One of the most effective ways to stop cyberattacks is through multifactor authentication (MFA), a central component of a robust identity and access management (IAM) policy. Used in conjunction with the principle of zero trust, MFA can significantly reduce incidents of unauthorized entry into your network. But is MFA working as well as it should, and how is it being improved to keep your network and systems safer? Let’s take a look.

What Is MFA and How Does It Work?

MFA is a method of authentication that requires a user to verify they are who they say they are using two or more forms of verification. Instead of just entering a username and password, which can easily be stolen and used by a malicious actor, the user will also need to use one or more of the following:

  • A verification code that is sent to them
  • Answers to personal security questions
  • Biometric authentication, such as a fingerprint or facial recognition
  • One-time passcodes
  • Software-based certificates or tokens
  • Behavioral analysis

The most used authentication modes are the username/password and one-time passcodes. However, these may no longer be adequate.

MFA Vulnerabilities

Cybercriminals have access to the same technology everyone else does, which has allowed them to become increasingly sophisticated in their attacks. And with the increasing use of MFA, attackers are starting to find ways to get around this protection. Particularly since most of the MFA systems still rely largely on human behaviour to function.

In addition, it is easy for organizations to think that out-of-the-box MFA solutions are enough to protect them or they are implementing an MFA solution primarily to satisfy their cyber insurer. With this in mind, here are several vulnerabilities to be aware of regarding MFA.
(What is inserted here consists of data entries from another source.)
use pretty_assertions::assert_eq;
use vireo_override::{find_overridden, JavaOverrideChecker, OverrideOptions};
use vireo_types::{CallableDecl, DeclOrigin, FunctionDecl, PropertyDecl, StructuralTypeContext};

use crate::suite::fixture::Fixture;

#[test]
fn finds_overridden_members_by_name_and_signature() {
    let fx = Fixture::new();
    let checker = JavaOverrideChecker::new(&fx.store, &StructuralTypeContext);

    let bases = vec![
        CallableDecl::from(
            FunctionDecl::new("add", DeclOrigin::Source, fx.unit()).with_param("x", fx.string()),
        ),
        CallableDecl::from(
            FunctionDecl::new("add", DeclOrigin::Source, fx.unit()).with_param("x", fx.int()),
        ),
        CallableDecl::from(PropertyDecl::new("size", DeclOrigin::Source, fx.int())),
    ];

    let add_int = CallableDecl::from(
        FunctionDecl::new("add", DeclOrigin::Java, fx.unit()).with_param("x", fx.int()),
    );
    assert_eq!(find_overridden(&checker, &add_int, &bases), vec![&bases[1]]);

    let get_size = CallableDecl::from(FunctionDecl::new("getSize", DeclOrigin::Java, fx.int()));
    assert_eq!(find_overridden(&checker, &get_size, &bases), vec![&bases[2]]);

    let remove = CallableDecl::from(
        FunctionDecl::new("remove", DeclOrigin::Java, fx.unit()).with_param("x", fx.int()),
    );
    assert!(find_overridden(&checker, &remove, &bases).is_empty());
}

#[test]
fn setter_names_are_considered_only_when_enabled() {
    let fx = Fixture::new();
    let bases = vec![CallableDecl::from(
        PropertyDecl::new("size", DeclOrigin::Source, fx.int()).with_var(true),
    )];
    let set_size = CallableDecl::from(
        FunctionDecl::new("setSize", DeclOrigin::Java, fx.unit()).with_param("value", fx.int()),
    );

    let default = JavaOverrideChecker::new(&fx.store, &StructuralTypeContext);
    assert!(find_overridden(&default, &set_size, &bases).is_empty());

    let opted_in = JavaOverrideChecker::with_options(
        &fx.store,
        &StructuralTypeContext,
        OverrideOptions {
            match_setters: true,
            ..OverrideOptions::default()
        },
    );
    assert_eq!(find_overridden(&opted_in, &set_size, &bases), vec![&bases[0]]);
}
//! Member-override resolution.
//!
//! Given a base member of a supertype and a candidate member of a subtype, decides whether the
//! candidate overrides the base. The checks are pure functions over immutable declarations: they
//! take no locks, keep no caches and can run concurrently.
//!
//! The pieces, leaf first:
//! - [`TypeEquivalence`]: "same type" modulo flexibility and collection mutability.
//! - [`build_erasure_substitutor`]: erases type parameters of both sides to their first bound.
//! - [`JavaOverrideChecker`]: the function and property decision procedures.

#![forbid(unsafe_code)]

mod checker;
mod equivalence;
mod erasure;
mod scope;

pub use crate::checker::{JavaOverrideChecker, OverrideChecker, OverrideOptions};
pub use crate::equivalence::TypeEquivalence;
pub use crate::erasure::{build_erasure_substitutor, collect_type_params, is_type_param_dependent};
pub use crate::scope::{find_overridden, names_match};
//! Type model shared by the vireo crates.
//!
//! Types are plain values ([`Type`]) that refer to classes and type parameters owned by a
//! [`TypeStore`]. Consumers only read the store through [`TypeEnv`].

#![forbid(unsafe_code)]

mod collections;
mod context;
pub mod decl;
mod format;
mod ids;
mod store;
mod subst;
mod ty;

pub use crate::collections::{CollectionMapping, COLLECTION_PAIRS};
pub use crate::context::{StructuralTypeContext, TypeContext};
pub use crate::decl::{
    CallableDecl, DeclOrigin, FunctionDecl, Modality, PropertyDecl, SignatureView, TypeRef,
    ValueParam,
};
pub use crate::format::{format_type, TypeDisplay};
pub use crate::ids::{ClassId, TypeParamId};
pub use crate::store::{ClassDef, ClassKind, TypeEnv, TypeParamDef, TypeStore, WellKnownTypes};
pub use crate::subst::{substitutor_by_map, Substitutor};
pub use crate::ty::{ClassType, FlexibleType, Type, TypeConstructor};
use vireo_config::discover_config_path;

#[test]
fn finds_nothing_in_empty_dir() {
    let dir = tempfile::tempdir().unwrap();
    assert_eq!(discover_config_path(dir.path()), None);
}

#[test]
fn prefers_plain_name_over_hidden() {
    let dir = tempfile::tempdir().unwrap();
    std::fs::write(dir.path().join(".vireo.toml"), "").unwrap();
    assert_eq!(
        discover_config_path(dir.path()),
        Some(dir.path().join(".vireo.toml"))
    );

    std::fs::write(dir.path().join("vireo.toml"), "").unwrap();
    assert_eq!(
        discover_config_path(dir.path()),
        Some(dir.path().join("vireo.toml"))
    );
}

#[test]
fn ignores_directories_named_like_configs() {
    let dir = tempfile::tempdir().unwrap();
    std::fs::create_dir(dir.path().join("vireo.toml")).unwrap();
    assert_eq!(discover_config_path(dir.path()), None);
}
Second-factor Authentication Can Be Vulnerable

Just because you are not relying solely on a username and password combination for authentication, it doesn’t mean the second factor required for authentication is completely secure. In most cases, an SMS code, push notification, or one-time password (OTP) is required, but these can leave you open to attack.

In fact, Microsoft has warned companies and individuals to stop using SMS-based authentication on smartphones because the signals to and from the phone can be intercepted by anyone who is within radio range or gains access to the switching network. The same can be said for push notifications and OTP. In addition, this type of authentication is vulnerable to phishing attacks.

Passkeys Used by MFAs Can Be Bypassed

Essentially, once a user has passed authentication and gained access to a system or network, session cookies stored on their device browser allow them to gain access again and again without needing to repeatedly go through authentication. If attackers gain access to these session cookies, they can bypass security and infiltrate the user’s account, giving them full access to the network.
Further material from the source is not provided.